= About this task =
Pick each line containing the word "PartialEq" out of the data below.

= Data records =

━━━

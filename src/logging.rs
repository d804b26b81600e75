//! Structured JSON logging for the intro sequencer and risk service.
//!
//! Every record is one JSON object per line on stdout:
//! `{ts, run_id, seq, lvl, component, event, msg, data}`.
//! When `LOG_DIR` is set the same lines are appended to
//! `<LOG_DIR>/<run_id>/events.jsonl` (info and above) and `trace.jsonl`
//! (trace/debug), so a run can be replayed or grepped afterwards.

use chrono::Utc;
use serde::{Deserialize, Serialize};
use serde_json::{json, Map, Value};
use std::fs::{create_dir_all, File};
use std::io::{BufWriter, Write};
use std::path::PathBuf;
use std::process;
use std::sync::atomic::{AtomicU64, Ordering};
use std::sync::{Mutex, OnceLock};
use std::time::Duration;

use crate::intro::Phase;
use crate::risk::RiskSnapshot;

// =============================================================================
// Log Levels
// =============================================================================

#[derive(Debug, Clone, Copy, PartialEq, Eq, PartialOrd, Ord, Serialize, Deserialize)]
#[serde(rename_all = "lowercase")]
pub enum Level {
    Trace = 0,
    Debug = 1,
    Info = 2,
    Warn = 3,
    Error = 4,
    Fatal = 5,
}

impl Level {
    pub fn from_env() -> Self {
        Self::parse(std::env::var("LOG_LEVEL").as_deref().unwrap_or("info"))
    }

    pub fn parse(raw: &str) -> Self {
        match raw {
            "trace" => Level::Trace,
            "debug" => Level::Debug,
            "warn" => Level::Warn,
            "error" => Level::Error,
            "fatal" => Level::Fatal,
            _ => Level::Info,
        }
    }

    pub fn as_str(&self) -> &'static str {
        match self {
            Level::Trace => "trace",
            Level::Debug => "debug",
            Level::Info => "info",
            Level::Warn => "warn",
            Level::Error => "error",
            Level::Fatal => "fatal",
        }
    }
}

// =============================================================================
// Log Domains (categories for filtering)
// =============================================================================

#[derive(Debug, Clone, Copy, PartialEq, Eq, Hash, Serialize, Deserialize)]
#[serde(rename_all = "snake_case")]
pub enum Domain {
    Intro,  // Phase transitions, completion, cancellation
    Risk,   // Snapshot production, cache, retries
    Source, // Data source fetches and failures
    Style,  // Global style registration
    System, // Startup, shutdown
}

impl Domain {
    pub fn as_str(&self) -> &'static str {
        match self {
            Domain::Intro => "intro",
            Domain::Risk => "risk",
            Domain::Source => "source",
            Domain::Style => "style",
            Domain::System => "system",
        }
    }

    pub fn is_enabled(&self) -> bool {
        // LOG_DOMAINS: comma-separated list or "all"
        match std::env::var("LOG_DOMAINS").as_deref() {
            Ok("all") | Err(_) => true,
            Ok(domains) => domains.split(',').any(|d| d.trim() == self.as_str()),
        }
    }
}

// =============================================================================
// Run context
// =============================================================================

static LOG_SEQ: AtomicU64 = AtomicU64::new(0);
static RUN_CONTEXT: OnceLock<RunContext> = OnceLock::new();

fn next_seq() -> u64 {
    LOG_SEQ.fetch_add(1, Ordering::SeqCst)
}

#[derive(Debug)]
struct RunContext {
    run_id: String,
    sinks: Option<FileSinks>,
}

#[derive(Debug)]
struct FileSinks {
    events: Mutex<BufWriter<File>>,
    trace: Mutex<BufWriter<File>>,
}

fn ensure_run_context() -> &'static RunContext {
    RUN_CONTEXT.get_or_init(|| {
        let run_id = std::env::var("RUN_ID")
            .unwrap_or_else(|_| format!("r-{}-{}", ts_epoch_ms(), process::id()));
        let sinks = std::env::var("LOG_DIR")
            .ok()
            .and_then(|base| open_sinks(PathBuf::from(base).join(&run_id)));
        RunContext { run_id, sinks }
    })
}

fn open_sinks(run_dir: PathBuf) -> Option<FileSinks> {
    if let Err(err) = create_dir_all(&run_dir) {
        eprintln!("[log] failed to create run dir: {}", err);
        return None;
    }
    let open = |name: &str| match File::create(run_dir.join(name)) {
        Ok(f) => Some(Mutex::new(BufWriter::new(f))),
        Err(err) => {
            eprintln!("[log] failed to create {}: {}", name, err);
            None
        }
    };
    Some(FileSinks {
        events: open("events.jsonl")?,
        trace: open("trace.jsonl")?,
    })
}

fn write_line(writer: &Mutex<BufWriter<File>>, line: &str) {
    if let Ok(mut w) = writer.lock() {
        let _ = writeln!(w, "{}", line);
        let _ = w.flush();
    }
}

// =============================================================================
// Core logging functions
// =============================================================================

/// RFC3339 timestamp with milliseconds
pub fn ts_now() -> String {
    Utc::now().to_rfc3339_opts(chrono::SecondsFormat::Millis, true)
}

/// Epoch milliseconds
pub fn ts_epoch_ms() -> u64 {
    Utc::now().timestamp_millis() as u64
}

/// Emit a structured log entry
pub fn log(level: Level, domain: Domain, event: &str, fields: Map<String, Value>) {
    if level < Level::from_env() || !domain.is_enabled() {
        return;
    }
    emit_record(level, domain.as_str(), event, fields);
}

/// Info-level record keyed by module name, bypassing domain filters.
pub fn json_log(module: &str, fields: Map<String, Value>) {
    emit_record(Level::Info, module, module, fields);
}

fn emit_record(level: Level, component: &str, event: &str, mut fields: Map<String, Value>) {
    let ctx = ensure_run_context();
    let msg = fields.remove("msg").unwrap_or(Value::String(String::new()));

    let mut entry = Map::new();
    entry.insert("ts".to_string(), json!(ts_now()));
    entry.insert("run_id".to_string(), json!(ctx.run_id.clone()));
    entry.insert("seq".to_string(), json!(next_seq()));
    entry.insert("lvl".to_string(), json!(level.as_str().to_uppercase()));
    entry.insert("component".to_string(), json!(component));
    entry.insert("event".to_string(), json!(event));
    entry.insert("msg".to_string(), msg);
    entry.insert("data".to_string(), Value::Object(fields));

    let line = Value::Object(entry).to_string();
    if let Some(sinks) = &ctx.sinks {
        match level {
            Level::Trace | Level::Debug => write_line(&sinks.trace, &line),
            _ => write_line(&sinks.events, &line),
        }
    }
    println!("{}", line);
}

// =============================================================================
// Domain helpers
// =============================================================================

pub fn log_phase(phase: Phase, dwell: Duration) {
    log(
        Level::Debug,
        Domain::Intro,
        "phase",
        obj(&[
            ("phase", v_str(phase.as_str())),
            ("dwell_ms", json!(dwell.as_millis() as u64)),
        ]),
    );
}

pub fn log_snapshot(source: &str, snapshot: &RiskSnapshot) {
    log(
        Level::Info,
        Domain::Risk,
        "snapshot",
        obj(&[
            ("source", v_str(source)),
            ("risk_score", json!(snapshot.risk_score)),
            ("risk_category", v_str(snapshot.risk_category.as_str())),
            ("regime", v_str(snapshot.volatility.regime.as_str())),
            ("last_update", v_str(&snapshot.last_update)),
        ]),
    );
}

pub fn log_source_error(source: &str, attempt: u32, error: &dyn std::fmt::Display) {
    log(
        Level::Warn,
        Domain::Source,
        "fetch_failed",
        obj(&[
            ("source", v_str(source)),
            ("attempt", json!(attempt)),
            ("error", v_str(&error.to_string())),
        ]),
    );
}

// =============================================================================
// Value helpers
// =============================================================================

pub fn obj(pairs: &[(&str, Value)]) -> Map<String, Value> {
    let mut map = Map::new();
    for (k, v) in pairs {
        map.insert((*k).to_string(), v.clone());
    }
    map
}

pub fn v_str(s: &str) -> Value {
    Value::String(s.to_string())
}

pub fn v_num(n: f64) -> Value {
    serde_json::Number::from_f64(n)
        .map(Value::Number)
        .unwrap_or(Value::Null)
}

#[cfg(test)]
mod tests {
    use super::*;

    #[test]
    fn level_parse_falls_back_to_info() {
        assert_eq!(Level::parse("debug"), Level::Debug);
        assert_eq!(Level::parse("nonsense"), Level::Info);
        assert!(Level::Trace < Level::Warn);
    }

    #[test]
    fn v_num_maps_nan_to_null() {
        assert_eq!(v_num(f64::NAN), Value::Null);
        assert_eq!(v_num(1.5), json!(1.5));
    }

    #[test]
    fn obj_preserves_pairs() {
        let map = obj(&[("a", v_str("x")), ("b", v_num(2.0))]);
        assert_eq!(map.get("a"), Some(&json!("x")));
        assert_eq!(map.len(), 2);
    }
}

━━━

= Problem solution =
#[derive(Debug, Clone, Copy, PartialEq, Eq, PartialOrd, Ord, Serialize, Deserialize)]
#[derive(Debug, Clone, Copy, PartialEq, Eq, Hash, Serialize, Deserialize)]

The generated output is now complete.